The time to read is any time: no apparatus, no appointment of time and place, is necessary. It is the only art which can be practised at any hour of the day or night, whenever the time and inclination comes, that is your time for reading; in joy or sorrow, health or illness. ~Holbrook Jackson
December, with cold seeping into bones and forcing pain levels ever higher. December, with snow falling in dribs and drabs, between days of sun or rain. December, when the gaudiness of Christmas outweighs the feast day’s meaning. December, when melancholy is as common as eager anticipation, when memories may hurt or please. December, when hope and despair collide most forcefully.
Christmas is close and our children are in the swing of things already, and not only because they have young children of their own. We feel a little pride and a lot of pleasure that we managed to instill a love of the season in them all, a love that is even greater than our own. Of course, our feelings at Christmas are more mixed, which is inevitable as we grow older. Our kids have flown the nest and we are just two. Then there are the loved ones we have lost, their absence felt most keenly now. Yet we try hard, to demonstrate our belief that this is truly a very special time of the year, even if we don’t deck our home in all the trappings of the modern Christmas.
I probably read less at this time of year than at any other. That’s odd when you consider that books are one of the most popular gifts at Christmas. It hasn’t always been that way. I used to read some of the Christmas classics in December, to help me to both get in the spirit of it, and to remind me of its problems. Then, too, it was something of a tradition, when our kids were small, for me to read The Night Before Christmas, by Clement C Moore, to the three of them, many times over. We had a beautiful copy, illustrated by Douglas Gorsline and published by Random House in their Pictureback® series. In fact, we still have it, and just seeing it brings back many fond memories. I think it’s an important book, too.
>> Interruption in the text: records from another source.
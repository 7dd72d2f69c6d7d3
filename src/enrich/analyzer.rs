//! Paid analysis fallback
//!
//! Tools that free sources cannot fully describe go to an opaque
//! text-completion service, batched once per pass. Each call costs money:
//! one attempt per tool, no retries, and a failed call degrades to an
//! unenriched tool rather than an error.

use regex::Regex;
use serde::{Deserialize, Serialize};
use tracing::{debug, warn};

use crate::config::AnalysisConfig;
use crate::enrich::error::AnalysisError;
use crate::enrich::fields::{Enrichment, EnrichmentField};

/// One tool submitted for paid analysis.
#[derive(Debug, Clone)]
pub struct AnalysisRequest {
    pub tool_name: String,
    pub missing_fields: Vec<EnrichmentField>,
    pub is_curated: bool,
}

/// Best-effort per-tool result; fields the service could not determine are
/// simply absent.
#[derive(Debug, Clone)]
pub struct AnalysisResult {
    pub tool_name: String,
    pub fields: Enrichment,
}

/// Paid analysis capability.
#[cfg_attr(test, mockall::automock)]
#[async_trait::async_trait]
pub trait Analyzer: Send + Sync {
    /// Analyze a batch of tools. Individual tools may be missing from the
    /// output when their analysis failed; only a whole-batch failure is an
    /// error.
    async fn analyze(&self, batch: &[AnalysisRequest]) -> Result<Vec<AnalysisResult>, AnalysisError>;
}

#[derive(Debug, Serialize)]
struct ChatMessage {
    role: &'static str,
    content: String,
}

#[derive(Debug, Serialize)]
struct ChatRequest {
    model: String,
    messages: Vec<ChatMessage>,
}

#[derive(Debug, Deserialize)]
struct ChatChoiceMessage {
    content: String,
}

#[derive(Debug, Deserialize)]
struct ChatChoice {
    message: ChatChoiceMessage,
}

#[derive(Debug, Deserialize)]
struct ChatResponse {
    choices: Vec<ChatChoice>,
}

/// Analyzer backed by a chat-completions endpoint.
pub struct CompletionAnalyzer {
    client: reqwest::Client,
    api_url: String,
    api_key: String,
    model: String,
    json_block_re: Regex,
    fallback_res: Vec<(EnrichmentField, Regex)>,
}

impl CompletionAnalyzer {
    pub fn new(config: &AnalysisConfig, api_key: String) -> Self {
        Self {
            client: reqwest::Client::builder()
                .timeout(std::time::Duration::from_millis(config.timeout_ms))
                .build()
                .expect("Failed to create HTTP client"),
            api_url: config.api_url.clone(),
            api_key,
            model: config.model.clone(),
            json_block_re: Regex::new(r"(?s)\{.*\}").unwrap(),
            // Reply text patterns used when the JSON layer fails.
            fallback_res: vec![
                (
                    EnrichmentField::Description,
                    Regex::new(r#"(?i)description\s*[=:]\s*"?([^"\n]{10,200})"#).unwrap(),
                ),
                (
                    EnrichmentField::Pricing,
                    Regex::new(r#"(?i)pricing\s*[=:]\s*"?([^"\n]{5,100})"#).unwrap(),
                ),
                (
                    EnrichmentField::FoundingYear,
                    Regex::new(r"(?i)(?:founded|launch|year)\s*[=:]\s*((?:19|20)\d{2})").unwrap(),
                ),
                (
                    EnrichmentField::Status,
                    Regex::new(r#"(?i)status\s*[=:]\s*"?([a-z]+)"#).unwrap(),
                ),
            ],
        }
    }

    /// Build an analyzer from config when the credential is present in the
    /// environment; None otherwise (callers degrade gracefully).
    pub fn from_env(config: &AnalysisConfig) -> Option<Self> {
        match std::env::var(&config.api_key_env) {
            Ok(key) if !key.is_empty() => Some(Self::new(config, key)),
            _ => {
                warn!(
                    "{} not set; paid analysis disabled for this pass",
                    config.api_key_env
                );
                None
            }
        }
    }

    fn prompt_for(request: &AnalysisRequest) -> String {
        let fields: Vec<&str> = request
            .missing_fields
            .iter()
            .map(|f| f.as_str())
            .collect();
        let fields = if fields.is_empty() {
            // Curated tools are escalated even when nothing is missing, to
            // refresh the quality-sensitive fields.
            EnrichmentField::PAID_REQUIRED
                .iter()
                .map(|f| f.as_str())
                .collect::<Vec<_>>()
                .join(", ")
        } else {
            fields.join(", ")
        };

        format!(
            "You are a software analyst. For the AI tool \"{}\", provide current \
             values for these fields: {}. Reply with a single JSON object whose \
             keys are exactly those field names. Use arrays of short strings for \
             list fields and `[{{\"title\", \"description\"}}]` objects for \
             changelog entries. Reply with JSON only.",
            request.tool_name, fields
        )
    }

    /// Parse a completion reply: JSON object first, per-field regex second.
    fn parse_reply(&self, reply: &str) -> Enrichment {
        if let Some(block) = self.json_block_re.find(reply)
            && let Ok(enrichment) = serde_json::from_str::<Enrichment>(block.as_str())
        {
            return enrichment;
        }

        debug!("analysis reply was not clean JSON, falling back to text extraction");
        let mut enrichment = Enrichment::default();
        for (field, pattern) in &self.fallback_res {
            let Some(captures) = pattern.captures(reply) else {
                continue;
            };
            let value = captures[1].trim().to_string();
            match field {
                EnrichmentField::Description => enrichment.description = Some(value),
                EnrichmentField::Pricing => enrichment.pricing = Some(value),
                EnrichmentField::FoundingYear => {
                    enrichment.founding_year = value.parse().ok();
                }
                EnrichmentField::Status => enrichment.status = Some(value.to_lowercase()),
                _ => {}
            }
        }
        enrichment
    }

    async fn analyze_one(&self, request: &AnalysisRequest) -> Result<Enrichment, AnalysisError> {
        let body = ChatRequest {
            model: self.model.clone(),
            messages: vec![ChatMessage {
                role: "user",
                content: Self::prompt_for(request),
            }],
        };

        let response = self
            .client
            .post(&self.api_url)
            .bearer_auth(&self.api_key)
            .json(&body)
            .send()
            .await?;

        let status = response.status();
        if !status.is_success() {
            return Err(AnalysisError::InvalidResponse(format!(
                "Unexpected status: {}",
                status
            )));
        }

        let reply: ChatResponse = response
            .json()
            .await
            .map_err(|e| AnalysisError::InvalidResponse(e.to_string()))?;

        let Some(choice) = reply.choices.first() else {
            return Err(AnalysisError::InvalidResponse(
                "empty choices in completion reply".to_string(),
            ));
        };

        Ok(self.parse_reply(&choice.message.content))
    }
}

#[async_trait::async_trait]
impl Analyzer for CompletionAnalyzer {
    async fn analyze(&self, batch: &[AnalysisRequest]) -> Result<Vec<AnalysisResult>, AnalysisError> {
        let mut results = Vec::new();

        for request in batch {
            // One attempt per tool per pass; a failed call is a skipped tool.
            match self.analyze_one(request).await {
                Ok(fields) if !fields.is_empty() => {
                    debug!("analysis succeeded for {}", request.tool_name);
                    results.push(AnalysisResult {
                        tool_name: request.tool_name.clone(),
                        fields,
                    });
                }
                Ok(_) => {
                    debug!("analysis returned nothing for {}", request.tool_name);
                }
                Err(err) => {
                    warn!("analysis failed for {}: {}", request.tool_name, err);
                }
            }
        }

        Ok(results)
    }
}

#[cfg(test)]
mod tests {
    use super::*;
    use mockito::Server;

    fn analyzer_for(server: &Server) -> CompletionAnalyzer {
        let config = AnalysisConfig {
            api_url: format!("{}/chat/completions", server.url()),
            ..AnalysisConfig::default()
        };
        CompletionAnalyzer::new(&config, "test-key".to_string())
    }

    fn request(name: &str, missing: Vec<EnrichmentField>) -> AnalysisRequest {
        AnalysisRequest {
            tool_name: name.to_string(),
            missing_fields: missing,
            is_curated: false,
        }
    }

    fn completion_body(content: &str) -> String {
        serde_json::json!({
            "choices": [{"message": {"role": "assistant", "content": content}}]
        })
        .to_string()
    }

    #[tokio::test]
    async fn analyze_parses_json_reply() {
        let mut server = Server::new_async().await;

        server
            .mock("POST", "/chat/completions")
            .with_status(200)
            .with_header("content-type", "application/json")
            .with_body(completion_body(
                r#"{"pricing": "Free tier, Pro at $20/month", "key_features": ["agents", "search"]}"#,
            ))
            .create_async()
            .await;

        let analyzer = analyzer_for(&server);
        let results = analyzer
            .analyze(&[request(
                "Perplexity",
                vec![EnrichmentField::Pricing, EnrichmentField::KeyFeatures],
            )])
            .await
            .unwrap();

        assert_eq!(results.len(), 1);
        assert_eq!(results[0].tool_name, "Perplexity");
        assert_eq!(
            results[0].fields.pricing.as_deref(),
            Some("Free tier, Pro at $20/month")
        );
        assert_eq!(results[0].fields.key_features, vec!["agents", "search"]);
    }

    #[tokio::test]
    async fn analyze_falls_back_to_text_extraction() {
        let mut server = Server::new_async().await;

        server
            .mock("POST", "/chat/completions")
            .with_status(200)
            .with_header("content-type", "application/json")
            .with_body(completion_body(
                "Sure. pricing: starts at $10 per seat\nstatus: active",
            ))
            .create_async()
            .await;

        let analyzer = analyzer_for(&server);
        let results = analyzer
            .analyze(&[request("Tabnine", vec![EnrichmentField::Pricing])])
            .await
            .unwrap();

        assert_eq!(results.len(), 1);
        assert_eq!(
            results[0].fields.pricing.as_deref(),
            Some("starts at $10 per seat")
        );
        assert_eq!(results[0].fields.status.as_deref(), Some("active"));
    }

    #[tokio::test]
    async fn analyze_skips_failed_tools_without_failing_the_batch() {
        let mut server = Server::new_async().await;

        server
            .mock("POST", "/chat/completions")
            .match_body(mockito::Matcher::Regex("Failing".to_string()))
            .with_status(500)
            .create_async()
            .await;
        server
            .mock("POST", "/chat/completions")
            .match_body(mockito::Matcher::Regex("Working".to_string()))
            .with_status(200)
            .with_header("content-type", "application/json")
            .with_body(completion_body(r#"{"pricing": "Enterprise only"}"#))
            .create_async()
            .await;

        let analyzer = analyzer_for(&server);
        let results = analyzer
            .analyze(&[
                request("Failing", vec![EnrichmentField::Pricing]),
                request("Working", vec![EnrichmentField::Pricing]),
            ])
            .await
            .unwrap();

        assert_eq!(results.len(), 1);
        assert_eq!(results[0].tool_name, "Working");
    }

    #[test]
    fn prompt_lists_missing_fields_by_name() {
        let prompt = CompletionAnalyzer::prompt_for(&request(
            "Suno",
            vec![EnrichmentField::Pricing, EnrichmentField::UseCases],
        ));
        assert!(prompt.contains("\"Suno\""));
        assert!(prompt.contains("pricing, use_cases"));
    }

    #[test]
    fn prompt_for_curated_tool_without_gaps_covers_paid_fields() {
        let prompt = CompletionAnalyzer::prompt_for(&AnalysisRequest {
            tool_name: "Claude".to_string(),
            missing_fields: vec![],
            is_curated: true,
        });
        assert!(prompt.contains("pricing"));
        assert!(prompt.contains("changelog"));
    }
}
It is everything a child needs to draw them into the world of literature.
Way, way back, before I started writing in earnest, and when I was under 13 years old, I wrote a Christmas play. It wasn’t an act of genius, and it definitely got sidetracked part of the way through. It was, however, the first hint that the written word would become extremely important to me. Why a play? Well, that wasn’t surprising, really, as my eldest brother was very deeply involved in amateur dramatics, gaining a fine reputation for it, and I would often be enlisted in helping him to learn his lines. I never had the courage to show him that one, and only, play that I wrote.
Thinking about it, all four of we siblings had an abiding love of words, both written and spoken. It was a fact which would lead to problems for the two youngest of us, as we strove to use an ever enlarging vocabulary, and good pronunciation. Our peers saw that as snobbishness, treated us as trying to be better than them. That was nonsense. In fact, we never even really considered ourselves to be better than others. We just loved words!
We had an excellent example in our father. He would often be found, sat in his armchair, reading book after book. Equally, we had the example of our mother, whose education had been severely damaged by the Second World War, and the bombing that accompanied it. She struggled all her life with both spelling and writing, and we all loved her dearly. How could we, then, ever believe that we were better than others simply because we had this love affair with words? We were truly blessed, having both ends of literacy as our foundation examples? To think like that would have meant thinking ourselves better than our mother. Unthinkable!
I, for one, will always be deeply grateful to my parents, for all that they gave us. They were always wise beyond measure and our lives were guided firmly but with a love that made us all, I hope, better people. We discovered that family was something that was desirable beyond all other things. We were taught the practicalities of life. We had fun and discipline. Yes, I mean that. Discipline is as important to a child as anything else a parent can give, providing moral boundaries with firm gentility, always tempered by that deep, abiding love. We also learnt about the world, especially the richness of nature and the beauty that can be found. I can never express adequately the gratitude I feel, and the love. My mother has gone now, and my father has severe health problems. One of my sisters has gone too, she who was next in age to myself. They are never forgotten, but the Christmas season recalls memories that can sadden or warm me.
Perhaps the most important thing that we gained from our parents was a desire to give. We each have striven, in some way or other, to give something of ourselves, and therefore share something of our parents. Whether we have succeeded or not isn’t for us to say. I can only hope that we have, and that our children have also been instilled with at least some of the wisdom of my parents. The evidence, so far, is that my three children have, indeed, been coloured by that upbringing.
When you are reaching that point in this season, when you begin to wonder whether it’s all worth the effort, I hope that you have the same strong foundations to your life, foundations that enable you to put aside the negative and to remember, and embrace, the positive.